세균은 다른 생명체에서는 볼 수 없는 세포벽을 갖고 있다. 세균의 세포벽은 세균을 외부 환경변화로부터 균을 보호하는 세균의 생명력 보호에 아주 중요한 구조로 세포벽 구조에 이상이 생기면 생명력에 큰 손상을 입는다. 세균의 세포벽에는 다른 생물 세포에서는 볼 수 없는 몇 종의 특수 성분이 있다. 그러한 성분 중 엘-알라닌 (L-alanine) 과 디-알라닌 (D-alanine)은 세균의 벽 구성에 필수적인데 특히 디-알라닌 (D-alanine)은 세균 벽에서만 볼 수 있는 특이한 물질이다. 세균의 세포벽은 펩티도그리칸(peptidoglycan)이란 물질로 구성되어 있는데 펩티도그리칸 (peptidoglycan)은 엔-아세틸글루코사민 (N-acetylglucosamine)과 엔-아세틸뮤라민 산 (N-acetylmuramic acid)에 올리고펩타이드 (oligopeptide)가 연결된 당-펩타이드 화합물이며 올리고펩타이드(oligopeptide)에는 세균들만이 지닌 특유의 디-알라닌 펩타이드(D-alaninepeptide) 결합이 있다 (22). 따라서 디-알라닌 펩타이드(D-alaninepeptide)결합을 해체하는 물질을 찾아 이를 세균에 적용한다면 세균 세포벽 구조에 변화가 생겨 항생제 처리 시 균 속으로 항생제의 수송이 늘어나 약물의 유효농도가 높아져 항생제의 상승효과를 기대할 수 있으리라 사료된다. 사람에게는 디-알라닌펩타이드 (D-alaninepeptide)결합이 없음으로 디-알라닌 펩타이드 (D-alaninepeptide)를 해체하는 물질은 사람에게는 전혀 해를 주지 않는다. 세균의 디-알라닌펩타이드 (D-alaninepeptide)의 펩타이드 (peptide) 결합이 끊어지면 균의 세포벽은 구조적으로 느슨하게 되어 외부에서 세균 안으로 약제의 유입이 용이해지며 결과적으로 항생제의 약효를 증폭할 수 있게 될 것이다. 따라서 세균만이 고유하게 지니고 있는 디-알라닌펩타이드 (D-alaninepeptide)를 분해할 수 있는 물질과 항생제를 병용할 때 약제의 상승 효과를 도모하여 적은 량의 약제로 항생 효과를 볼 수 있어 내성 균주로 인한 문제도 줄일 수 있을 것으로 사료된다. 따라서 본인은 신약 개발 연구의 일환으로 미생물 질환에 대하여 널리 사용하고 있는 항생 약제의 효과를 증폭시킬 수 있는 즉 항균활성 항진 물질 (enhancer of antibiotic activity )에 관심을 두고 세균 세포벽 성분의 하나인 디-알라닌 펩타이드 (D-alaninepeptide)를 분쇄하여 세균 세포 내로의 약물의 수송을 도와 줄 수 있는 물질, 즉 디-알라닌펩티다제 (D-alaninepeptidase)를 탐색하였다.

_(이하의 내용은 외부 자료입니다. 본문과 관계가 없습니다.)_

//! # matpath-memory
//!
//! In-memory [`PathStore`](matpath_engine::PathStore) for `matpath-engine`.
//!
//! [`MemoryStore`] keeps the rows of one node type in an ordered map behind
//! a `parking_lot` read/write lock and implements every store operation the
//! engine needs, including the level pass of the bulk computation and real
//! transactions (writer lock + snapshot rollback).
//!
//! ## Features
//!
//! - **`persistence`**: Save/load the table as a JSON snapshot
//!
//! ## Quick Start
//!
//! ```rust
//! use matpath::{Node, NodeId, TreeConfig};
//! use matpath_engine::TreeEngine;
//! use matpath_memory::MemoryStore;
//!
//! let store = MemoryStore::from_nodes([
//!     Node::root(1u64),
//!     Node::child_of(2u64, 1u64),
//!     Node::child_of(3u64, 2u64),
//! ])
//! .unwrap();
//!
//! let tree = TreeConfig::default();
//! let engine = TreeEngine::new(&store);
//! engine.compute_all_path(&tree).unwrap();
//!
//! let paths: Vec<String> = store
//!     .nodes()
//!     .into_iter()
//!     .filter_map(|n| n.path.map(|p| p.into_string()))
//!     .collect();
//! assert_eq!(paths, vec!["/1", "/1/2", "/1/2/3"]);
//! ```

#![warn(missing_docs)]
#![warn(rustdoc::missing_crate_level_docs)]

pub mod error;
mod store;

#[cfg(feature = "persistence")]
pub mod persistence;

pub use error::{MemoryStoreError, MemoryStoreResult};
pub use store::MemoryStore;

자연계로부터 탐색한 호알카리성Bacillus amyloliquefacinsCMB01 균주가 만드는 디-알라닌펩티다제 (D-alaninepeptidase)를 분리 정제하여 효소학적 특성을밝히고, 디-알라닌펩티다제 (D-alaninepeptidase)가 세균성 질환 치료제로 쓰이는 다양한 항생제의 항균활성을 상승시키는지를 확인하여 약제 내성 균주의 출현으로 인한 세균성 질환 치료의 문제점을 보완 할 수 있는 신약물질 후보로 개발하고자 한다.
도 1은 CMB01으로부터 정제중인 디-알라닌펩티다제(D-alaninepeptidase)의 8% 비변성 전기영동(Native-PAGE;좌측)과 D-alanine-ρ-nitroanilide zymogram(우측)이며,
도 2는 정제된 디-알라닌펩티다제에 의한 D-alanine-ρ-nitroanilide와 L-alanine -ρ-nitroanilide의 분해산물에 대한 페이퍼 크로마토그램이며,
도 3은 비변성 전기영동(native PAGE)를 이용한 디-알라닌펩티다제의 분자량을 측정한 그래프이며,
도 4는정제된 디-알라닌펩티다제의 8% 변성 전기영동(SDS-PAGE)이며,
도 5는 pH와 완충액 성분에 따른 디-알라닌펩티다제의 활성을 나타낸 그래프이며,
도 6은 Britton Robinson 광역 완충액에 대한 디-알라닌펩티다제의 pH안정성을 나타낸 그래프이며,
도 7은 디-알라닌펩티다제의 온도에 대한 안정성을 나타낸 그래프이며,
도 8은 디-알라닌펩티다제의 활성에 대한 온도의 영향을 나타낸 그래프이며,
도 9은 디-알라닌펩티다제에 의한 항생제 향균력 상승효과를 나타낸 사진이며,
도 10은 `내성균을 이용한 디-알라닌펩티다제 향균력 상승효과를 나타낸 사진이다.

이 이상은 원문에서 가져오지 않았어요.